In the material below, find every line with "enum" and pull it out.

==*==

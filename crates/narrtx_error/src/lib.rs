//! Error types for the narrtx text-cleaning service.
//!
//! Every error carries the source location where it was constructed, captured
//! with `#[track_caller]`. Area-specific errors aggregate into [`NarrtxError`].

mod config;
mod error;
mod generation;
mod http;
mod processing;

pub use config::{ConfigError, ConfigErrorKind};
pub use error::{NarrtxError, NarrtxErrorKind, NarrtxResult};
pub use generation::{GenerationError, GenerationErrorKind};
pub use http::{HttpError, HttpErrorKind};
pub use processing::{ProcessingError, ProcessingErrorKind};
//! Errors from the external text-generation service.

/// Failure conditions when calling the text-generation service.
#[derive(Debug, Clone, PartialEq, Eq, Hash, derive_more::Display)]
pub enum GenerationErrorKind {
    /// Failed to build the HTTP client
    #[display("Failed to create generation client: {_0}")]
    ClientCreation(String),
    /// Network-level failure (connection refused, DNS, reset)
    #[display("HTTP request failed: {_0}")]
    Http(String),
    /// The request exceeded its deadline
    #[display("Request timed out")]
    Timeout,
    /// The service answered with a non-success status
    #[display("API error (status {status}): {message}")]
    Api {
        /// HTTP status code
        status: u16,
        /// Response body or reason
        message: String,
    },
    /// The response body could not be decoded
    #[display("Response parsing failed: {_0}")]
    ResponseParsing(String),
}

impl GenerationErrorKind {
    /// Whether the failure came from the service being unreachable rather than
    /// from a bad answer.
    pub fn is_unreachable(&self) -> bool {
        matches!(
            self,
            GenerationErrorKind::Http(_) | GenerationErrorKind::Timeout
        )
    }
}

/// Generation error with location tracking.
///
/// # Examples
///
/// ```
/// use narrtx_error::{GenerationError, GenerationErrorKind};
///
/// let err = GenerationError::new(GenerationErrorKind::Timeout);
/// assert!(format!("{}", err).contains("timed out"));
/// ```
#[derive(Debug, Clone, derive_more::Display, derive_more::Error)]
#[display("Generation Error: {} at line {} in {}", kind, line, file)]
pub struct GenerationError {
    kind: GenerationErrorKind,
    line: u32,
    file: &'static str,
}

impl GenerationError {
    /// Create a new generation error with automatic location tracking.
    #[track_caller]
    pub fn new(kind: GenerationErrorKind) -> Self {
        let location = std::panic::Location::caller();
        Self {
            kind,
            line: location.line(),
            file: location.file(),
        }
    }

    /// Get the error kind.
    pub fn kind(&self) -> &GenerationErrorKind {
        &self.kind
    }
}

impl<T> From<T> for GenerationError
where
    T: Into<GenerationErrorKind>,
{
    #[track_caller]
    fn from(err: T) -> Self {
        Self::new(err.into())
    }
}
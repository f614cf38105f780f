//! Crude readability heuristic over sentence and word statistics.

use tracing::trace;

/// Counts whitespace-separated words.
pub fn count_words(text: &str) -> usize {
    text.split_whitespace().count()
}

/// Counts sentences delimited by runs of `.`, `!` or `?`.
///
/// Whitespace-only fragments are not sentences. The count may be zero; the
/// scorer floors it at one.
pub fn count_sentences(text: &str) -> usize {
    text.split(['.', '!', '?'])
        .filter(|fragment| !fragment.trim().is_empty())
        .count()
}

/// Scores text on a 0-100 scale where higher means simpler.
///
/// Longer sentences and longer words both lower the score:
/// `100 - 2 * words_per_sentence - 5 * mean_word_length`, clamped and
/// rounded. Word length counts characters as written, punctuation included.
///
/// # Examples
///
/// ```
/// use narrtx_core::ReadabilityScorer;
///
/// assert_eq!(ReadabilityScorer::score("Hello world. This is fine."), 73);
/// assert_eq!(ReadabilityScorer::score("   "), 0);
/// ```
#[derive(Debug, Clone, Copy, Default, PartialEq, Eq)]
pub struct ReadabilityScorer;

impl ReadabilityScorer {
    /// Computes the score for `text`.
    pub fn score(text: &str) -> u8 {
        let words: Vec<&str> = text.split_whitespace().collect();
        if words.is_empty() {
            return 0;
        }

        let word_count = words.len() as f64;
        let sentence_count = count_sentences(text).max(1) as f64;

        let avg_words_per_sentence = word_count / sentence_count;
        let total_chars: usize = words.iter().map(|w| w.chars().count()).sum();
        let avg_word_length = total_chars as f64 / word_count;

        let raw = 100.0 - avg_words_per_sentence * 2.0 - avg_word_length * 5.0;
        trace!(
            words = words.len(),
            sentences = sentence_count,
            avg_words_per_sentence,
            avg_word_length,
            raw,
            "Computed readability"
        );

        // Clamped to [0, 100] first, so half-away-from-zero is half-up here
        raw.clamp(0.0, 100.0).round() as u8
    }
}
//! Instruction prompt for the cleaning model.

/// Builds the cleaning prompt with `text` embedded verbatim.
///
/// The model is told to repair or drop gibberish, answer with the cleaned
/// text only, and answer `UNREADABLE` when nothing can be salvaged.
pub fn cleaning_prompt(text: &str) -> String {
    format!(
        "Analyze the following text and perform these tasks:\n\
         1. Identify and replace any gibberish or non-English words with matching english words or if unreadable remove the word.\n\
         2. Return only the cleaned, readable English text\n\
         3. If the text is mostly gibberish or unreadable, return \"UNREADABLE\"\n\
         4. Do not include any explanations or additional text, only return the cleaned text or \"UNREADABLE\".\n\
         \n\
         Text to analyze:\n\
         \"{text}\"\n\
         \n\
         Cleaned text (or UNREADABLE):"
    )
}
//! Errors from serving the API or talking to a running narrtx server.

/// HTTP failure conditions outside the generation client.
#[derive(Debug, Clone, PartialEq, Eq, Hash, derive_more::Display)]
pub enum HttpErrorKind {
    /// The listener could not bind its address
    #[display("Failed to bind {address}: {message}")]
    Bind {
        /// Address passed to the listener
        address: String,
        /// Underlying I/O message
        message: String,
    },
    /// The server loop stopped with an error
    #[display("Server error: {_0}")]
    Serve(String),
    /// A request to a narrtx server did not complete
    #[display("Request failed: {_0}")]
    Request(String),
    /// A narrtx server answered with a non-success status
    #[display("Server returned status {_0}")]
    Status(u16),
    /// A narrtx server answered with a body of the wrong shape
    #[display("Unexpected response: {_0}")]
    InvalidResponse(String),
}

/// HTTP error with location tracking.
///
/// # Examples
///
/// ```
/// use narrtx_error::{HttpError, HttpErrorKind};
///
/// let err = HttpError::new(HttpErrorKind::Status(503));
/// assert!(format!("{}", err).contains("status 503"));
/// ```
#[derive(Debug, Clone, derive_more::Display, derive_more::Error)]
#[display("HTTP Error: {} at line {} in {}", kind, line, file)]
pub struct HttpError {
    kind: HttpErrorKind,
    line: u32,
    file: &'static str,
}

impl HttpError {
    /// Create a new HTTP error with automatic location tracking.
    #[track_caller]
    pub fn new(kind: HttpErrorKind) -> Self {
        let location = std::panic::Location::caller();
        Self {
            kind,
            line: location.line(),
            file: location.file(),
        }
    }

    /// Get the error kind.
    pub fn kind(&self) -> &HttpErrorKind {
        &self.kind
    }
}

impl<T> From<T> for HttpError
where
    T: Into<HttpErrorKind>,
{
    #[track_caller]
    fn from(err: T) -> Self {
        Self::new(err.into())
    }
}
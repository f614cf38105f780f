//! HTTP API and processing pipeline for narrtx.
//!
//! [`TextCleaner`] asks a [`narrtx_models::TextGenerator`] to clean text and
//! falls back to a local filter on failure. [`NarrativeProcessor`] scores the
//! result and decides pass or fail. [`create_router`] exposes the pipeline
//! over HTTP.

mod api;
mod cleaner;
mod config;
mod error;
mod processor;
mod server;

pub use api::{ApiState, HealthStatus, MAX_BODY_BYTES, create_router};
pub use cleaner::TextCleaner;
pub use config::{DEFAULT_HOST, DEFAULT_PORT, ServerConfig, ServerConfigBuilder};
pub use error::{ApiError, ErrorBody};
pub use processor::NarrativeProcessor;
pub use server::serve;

==*==

▶ RESULT
pub enum GenerationErrorKind {
pub enum HttpErrorKind {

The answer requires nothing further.